I eyed Valentin. He’d washed the dried blood off of his face, but the bruises remained. The stubble shadowing his jaw helped, but he still looked too much like himself.
“But first we’re going to need to disguise Valentin,” I said. “I’d rather not have to fight off a mob to keep him safe.”
“You give yourself too little credit,” Ari said. “The people may hate the Emperor, but they respect you. They wouldn’t mob you.”
“I’d rather not put it to the test,” I said. “We’ll head to my place then the market.”
I led, Valentin followed, and Ari brought up the rear. The four soldiers she’d brought waited for us on the cargo ramp. Lieutenant Peters saluted as I approached. I’d told him time and again that it wasn’t necessary, but he just smiled, nodded, and carried on doing exactly as he pleased. The three soldiers behind him copied his behavior.
“Welcome home, your majesty,” he said gravely. He usually only busted out the title for formal occasions, despite the fact that I’d told him it was not necessary. Either Ari had briefed him or he recognized Emperor Kos.
“I see you’re in fine form today, Lieutenant,” I said with the wave that was as close as I got to a salute. His formal facade cracked, and he grinned at me. I clutched dramatically at my chest. “Watch where you aim that thing, soldier. You’ll give a lady ideas.”

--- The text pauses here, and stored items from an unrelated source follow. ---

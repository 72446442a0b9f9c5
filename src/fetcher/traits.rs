use crate::model::{FetchError, SeriesId, TimeSeries};

#[async_trait::async_trait]
pub trait SeriesFetcher: Send + Sync {
    async fn fetch(&self, series: SeriesId) -> Result<TimeSeries, FetchError>;
}
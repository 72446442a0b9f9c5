// Console summary of the latest snapshot
use crate::analyzer::LatestSnapshot;
use crate::config::SignalThresholds;
use crate::utils::{format_signed, format_trillions};
use std::path::PathBuf;

/// Renders the summary block printed after the charts are written.
pub fn render_summary(
    snapshot: &LatestSnapshot,
    thresholds: &SignalThresholds,
    window: usize,
    trend_periods: usize,
    files: &[PathBuf],
) -> String {
    let rule = "=".repeat(70);
    let mut out = String::new();

    out.push_str(&format!("\n{}\n📊 Quant 3-combo analysis complete!\n{}\n", rule, rule));
    out.push_str(&format!("\n📅 Period: {} ~ {}\n", snapshot.start, snapshot.end));

    out.push_str(&format!(
        "\n💰 Net Liquidity: {} (trillion)\n",
        format_trillions(snapshot.net_liquidity)
    ));
    out.push_str(&format!(
        "   └ {}-day change: {}%\n",
        trend_periods,
        format_signed(snapshot.liquidity_change, 2)
    ));
    let regime = match snapshot.liquidity_change {
        Some(c) if c > 0.0 => "Expansion (risk-on) 🟢",
        Some(_) => "Contraction (risk-off) 🔴",
        None => "n/a",
    };
    out.push_str(&format!("   └ Signal: {}\n", regime));

    out.push_str(&format!("\n💵 Dollar Index: {:.2}\n", snapshot.dollar_index));
    let zone = if snapshot.hy_spread > thresholds.spread_crisis {
        "(danger zone 🔴)"
    } else {
        "(normal zone 🟢)"
    };
    out.push_str(&format!("\n⚠️ HY Spread: {:.2}% {}\n", snapshot.hy_spread, zone));

    out.push_str(&format!("\n🔗 Latest {}-day correlations:\n", window));
    out.push_str(&format!(
        "   • Net Liq ↔ BTC: {}\n",
        format_signed(snapshot.corr_liquidity_btc, 3)
    ));
    out.push_str(&format!(
        "   • Net Liq ↔ NASDAQ: {}\n",
        format_signed(snapshot.corr_liquidity_nasdaq, 3)
    ));
    out.push_str(&format!(
        "   • DXY ↔ BTC: {} (inverse strength)\n",
        format_signed(snapshot.corr_dollar_btc, 3)
    ));
    out.push_str(&format!(
        "   • HY Spread ↔ SP500: {}\n",
        format_signed(snapshot.corr_spread_sp500, 3)
    ));

    out.push_str(&format!("\n✅ {} interactive HTML charts written:\n", files.len()));
    for (i, file) in files.iter().enumerate() {
        out.push_str(&format!("   {}. {}\n", i + 1, file.display()));
    }
    out.push_str("\n💡 Open the files in a browser for zoom/pan/hover.\n");
    out.push_str(&rule);
    out
}

pub fn print_summary(
    snapshot: &LatestSnapshot,
    thresholds: &SignalThresholds,
    window: usize,
    trend_periods: usize,
    files: &[PathBuf],
) {
    println!("{}", render_summary(snapshot, thresholds, window, trend_periods, files));
}
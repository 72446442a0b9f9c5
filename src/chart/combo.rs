// The three "combo" figures: liquidity, dollar and credit spread.
use crate::analyzer::Statistics;
use crate::chart::figure::{CellSpec, Figure, HLine, Line, Marker, Scatter, SubplotGrid};
use crate::config::SignalThresholds;
use crate::model::AlignedDataset;
use chrono::NaiveDate;

pub const BLUE: &str = "#2E86AB";
pub const ORANGE: &str = "#F77F00";
pub const GREEN: &str = "#06A77D";
pub const RED: &str = "#D62828";
pub const PURPLE: &str = "#9D4EDD";
pub const CRIMSON: &str = "#A4133C";

/// Keeps the points whose value satisfies `keep`; undefined points are dropped.
fn filter_points(
    dates: &[NaiveDate],
    values: &[Option<f64>],
    keep: impl Fn(f64) -> bool,
) -> (Vec<NaiveDate>, Vec<Option<f64>>) {
    dates
        .iter()
        .zip(values.iter())
        .filter_map(|(d, v)| v.filter(|x| keep(*x)).map(|x| (*d, Some(x))))
        .unzip()
}

/// Net liquidity against BTC and NASDAQ.
pub fn liquidity_combo(data: &AlignedDataset, stats: &Statistics, trend_periods: usize) -> Figure {
    let window = stats.correlation_window;
    let titles = [
        "Combo 1: Net Liquidity vs BTC/NASDAQ (Z-score)".to_string(),
        format!("Net Liquidity correlation ({}-day rolling)", window),
        format!("Net Liquidity {}-day change (expansion/contraction)", trend_periods),
    ];
    let titles: Vec<&str> = titles.iter().map(String::as_str).collect();
    let grid = SubplotGrid::new(3, 1)
        .row_heights(&[0.35, 0.3, 0.35])
        .vertical_spacing(0.08);
    let mut fig = Figure::new(&grid, &titles);

    let dates = &data.dates;
    fig.add_trace(
        Scatter::new(dates.clone(), stats.z_net_liquidity.clone())
            .name("Net Liquidity")
            .line(Line::new(BLUE, 2.5)),
        1,
        1,
    )
    .add_trace(
        Scatter::new(dates.clone(), stats.z_btc.clone())
            .name("Bitcoin")
            .line(Line::new(ORANGE, 2.5)),
        1,
        1,
    )
    .add_trace(
        Scatter::new(dates.clone(), stats.z_nasdaq.clone())
            .name("NASDAQ")
            .line(Line::new(GREEN, 2.5)),
        1,
        1,
    )
    .add_hline(HLine::zero(), 1, 1, false);

    let corr_dates = &stats.correlation_dates;
    fig.add_trace(
        Scatter::new(corr_dates.clone(), stats.corr_liquidity_btc.clone())
            .name("Corr(NetLiq, BTC)")
            .line(Line::new(ORANGE, 2.5))
            .fill_to_zero("rgba(247, 127, 0, 0.2)"),
        2,
        1,
    )
    .add_trace(
        Scatter::new(corr_dates.clone(), stats.corr_liquidity_nasdaq.clone())
            .name("Corr(NetLiq, NASDAQ)")
            .line(Line::new(GREEN, 2.5))
            .fill_to_zero("rgba(6, 167, 125, 0.2)"),
        2,
        1,
    )
    .add_hline(HLine::zero(), 2, 1, false);

    let (exp_dates, expansion) = filter_points(dates, &stats.liquidity_change, |v| v > 0.0);
    let (con_dates, contraction) = filter_points(dates, &stats.liquidity_change, |v| v <= 0.0);
    fig.add_trace(
        Scatter::new(exp_dates, expansion)
            .name("Expansion")
            .line(Line::new(GREEN, 0.0))
            .fill_to_zero("rgba(6, 167, 125, 0.4)"),
        3,
        1,
    )
    .add_trace(
        Scatter::new(con_dates, contraction)
            .name("Contraction")
            .line(Line::new(RED, 0.0))
            .fill_to_zero("rgba(214, 40, 40, 0.4)"),
        3,
        1,
    )
    .add_trace(
        Scatter::new(dates.clone(), stats.liquidity_change.clone())
            .name("Change")
            .line(Line::new("black", 2.0))
            .hide_legend(),
        3,
        1,
    )
    .add_hline(HLine::zero(), 3, 1, false);

    fig.update_layout("<b>Quant Combo 1: Net Liquidity</b>", 20, 1200)
        .update_yaxis(1, 1, false, "Z-score", None)
        .update_yaxis(2, 1, false, "Correlation", Some([-1.0, 1.0]))
        .update_yaxis(3, 1, false, "Change (%)", None);
    fig
}

/// Inverted dollar index against BTC.
pub fn dollar_combo(data: &AlignedDataset, stats: &Statistics) -> Figure {
    let titles = [
        "Combo 2: Dollar Index (inverted) vs BTC (Z-score)".to_string(),
        format!("Dollar Index vs BTC correlation ({}-day rolling)", stats.correlation_window),
    ];
    let titles: Vec<&str> = titles.iter().map(String::as_str).collect();
    let grid = SubplotGrid::new(2, 1)
        .row_heights(&[0.5, 0.5])
        .vertical_spacing(0.12);
    let mut fig = Figure::new(&grid, &titles);

    fig.add_trace(
        Scatter::new(data.dates.clone(), stats.z_dollar_inverted.clone())
            .name("Dollar Index (inverted)")
            .line(Line::new(RED, 2.5)),
        1,
        1,
    )
    .add_trace(
        Scatter::new(data.dates.clone(), stats.z_btc.clone())
            .name("Bitcoin")
            .line(Line::new(ORANGE, 2.5)),
        1,
        1,
    )
    .add_hline(HLine::zero(), 1, 1, false)
    .add_trace(
        Scatter::new(stats.correlation_dates.clone(), stats.corr_dollar_btc.clone())
            .name("Correlation")
            .line(Line::new(PURPLE, 2.5))
            .fill_to_zero("rgba(157, 78, 221, 0.3)"),
        2,
        1,
    )
    .add_hline(HLine::zero(), 2, 1, false);

    fig.update_layout("<b>Quant Combo 2: Dollar Index vs Bitcoin</b>", 20, 900)
        .update_yaxis(1, 1, false, "Z-score", None)
        .update_yaxis(2, 1, false, "Correlation", Some([-1.0, 1.0]));
    fig
}

/// High-yield spread against the S&P 500, with divergence markers.
pub fn credit_combo(
    data: &AlignedDataset,
    stats: &Statistics,
    thresholds: &SignalThresholds,
) -> Figure {
    let titles = [
        "Combo 3: High Yield Spread vs S&P 500".to_string(),
        format!("HY Spread vs S&P 500 correlation ({}-day rolling)", stats.correlation_window),
        "Divergence: S&P up + HY Spread up (sell signal)".to_string(),
    ];
    let titles: Vec<&str> = titles.iter().map(String::as_str).collect();
    let grid = SubplotGrid::new(3, 1)
        .row_heights(&[0.35, 0.3, 0.35])
        .vertical_spacing(0.08)
        .spec(1, 1, Some(CellSpec::xy().secondary_y()));
    let mut fig = Figure::new(&grid, &titles);

    fig.add_trace(
        Scatter::from_values(&data.dates, &data.sp500)
            .name("S&P 500")
            .line(Line::new(BLUE, 2.5)),
        1,
        1,
    )
    .add_trace_secondary(
        Scatter::from_values(&data.dates, &data.hy_spread)
            .name("HY Spread")
            .line(Line::new(RED, 2.5)),
        1,
        1,
    );

    let crisis = thresholds.spread_crisis;
    let spread: Vec<Option<f64>> = data.hy_spread.iter().copied().map(Some).collect();
    let (danger_dates, danger) = filter_points(&data.dates, &spread, |v| v > crisis);
    if !danger_dates.is_empty() {
        fig.add_hline(
            HLine::threshold(crisis, "darkred", 2.5)
                .annotate(&format!("Crisis threshold ({}%)", crisis)),
            1,
            1,
            true,
        )
        .add_trace_secondary(
            Scatter::new(danger_dates, danger)
                .line(Line::new(RED, 0.0))
                .fill_to_next("rgba(214, 40, 40, 0.3)")
                .hide_legend(),
            1,
            1,
        );
    }

    fig.add_trace(
        Scatter::new(stats.correlation_dates.clone(), stats.corr_spread_sp500.clone())
            .name("Correlation")
            .line(Line::new(CRIMSON, 2.5))
            .fill_to_zero("rgba(164, 19, 60, 0.3)"),
        2,
        1,
    )
    .add_hline(HLine::zero(), 2, 1, false);

    let (div_dates, div_values): (Vec<NaiveDate>, Vec<Option<f64>>) = data
        .dates
        .iter()
        .zip(data.sp500.iter())
        .zip(stats.divergence.iter())
        .filter(|(_, flagged)| **flagged)
        .map(|((d, v), _)| (*d, Some(*v)))
        .unzip();
    fig.add_trace(
        Scatter::from_values(&data.dates, &data.sp500)
            .name("S&P 500")
            .line(Line::new(BLUE, 2.0))
            .opacity(0.6),
        3,
        1,
    )
    .add_trace(
        Scatter::new(div_dates, div_values)
            .name("Divergence warning")
            .markers(Marker {
                color: "red".into(),
                size: 10.0,
                symbol: "diamond",
            }),
        3,
        1,
    );

    fig.update_layout("<b>Quant Combo 3: High Yield Spread</b>", 20, 1200)
        .update_yaxis(1, 1, false, "S&P 500", None)
        .update_yaxis(1, 1, true, "HY Spread (%)", None)
        .update_yaxis(2, 1, false, "Correlation", Some([-1.0, 1.0]))
        .update_yaxis(3, 1, false, "S&P 500", None);
    fig
}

Malcolm Peters was fifty if he was a day, but he could still stop traffic with a smile. Add in beautiful ebony skin, a few interesting scars, and distinguished, close-cropped gray hair, and women, young and old, fell over themselves to knock on his door to see if he needed anything—anything at all.
It was a source of great amusement for the rest of us, and Malcolm put up with our gentle ribbing with aplomb, pretending ignorance while he played along.
Unfortunately, today my traditional opening line bordered on a lie. Soldiers were given larger rations to make up for their extra physical effort, but even so, Malcolm had lost weight.
I couldn’t even keep the men and women who’d volunteered to put themselves between us and danger fit and healthy. I needed this ransom and I needed it soon.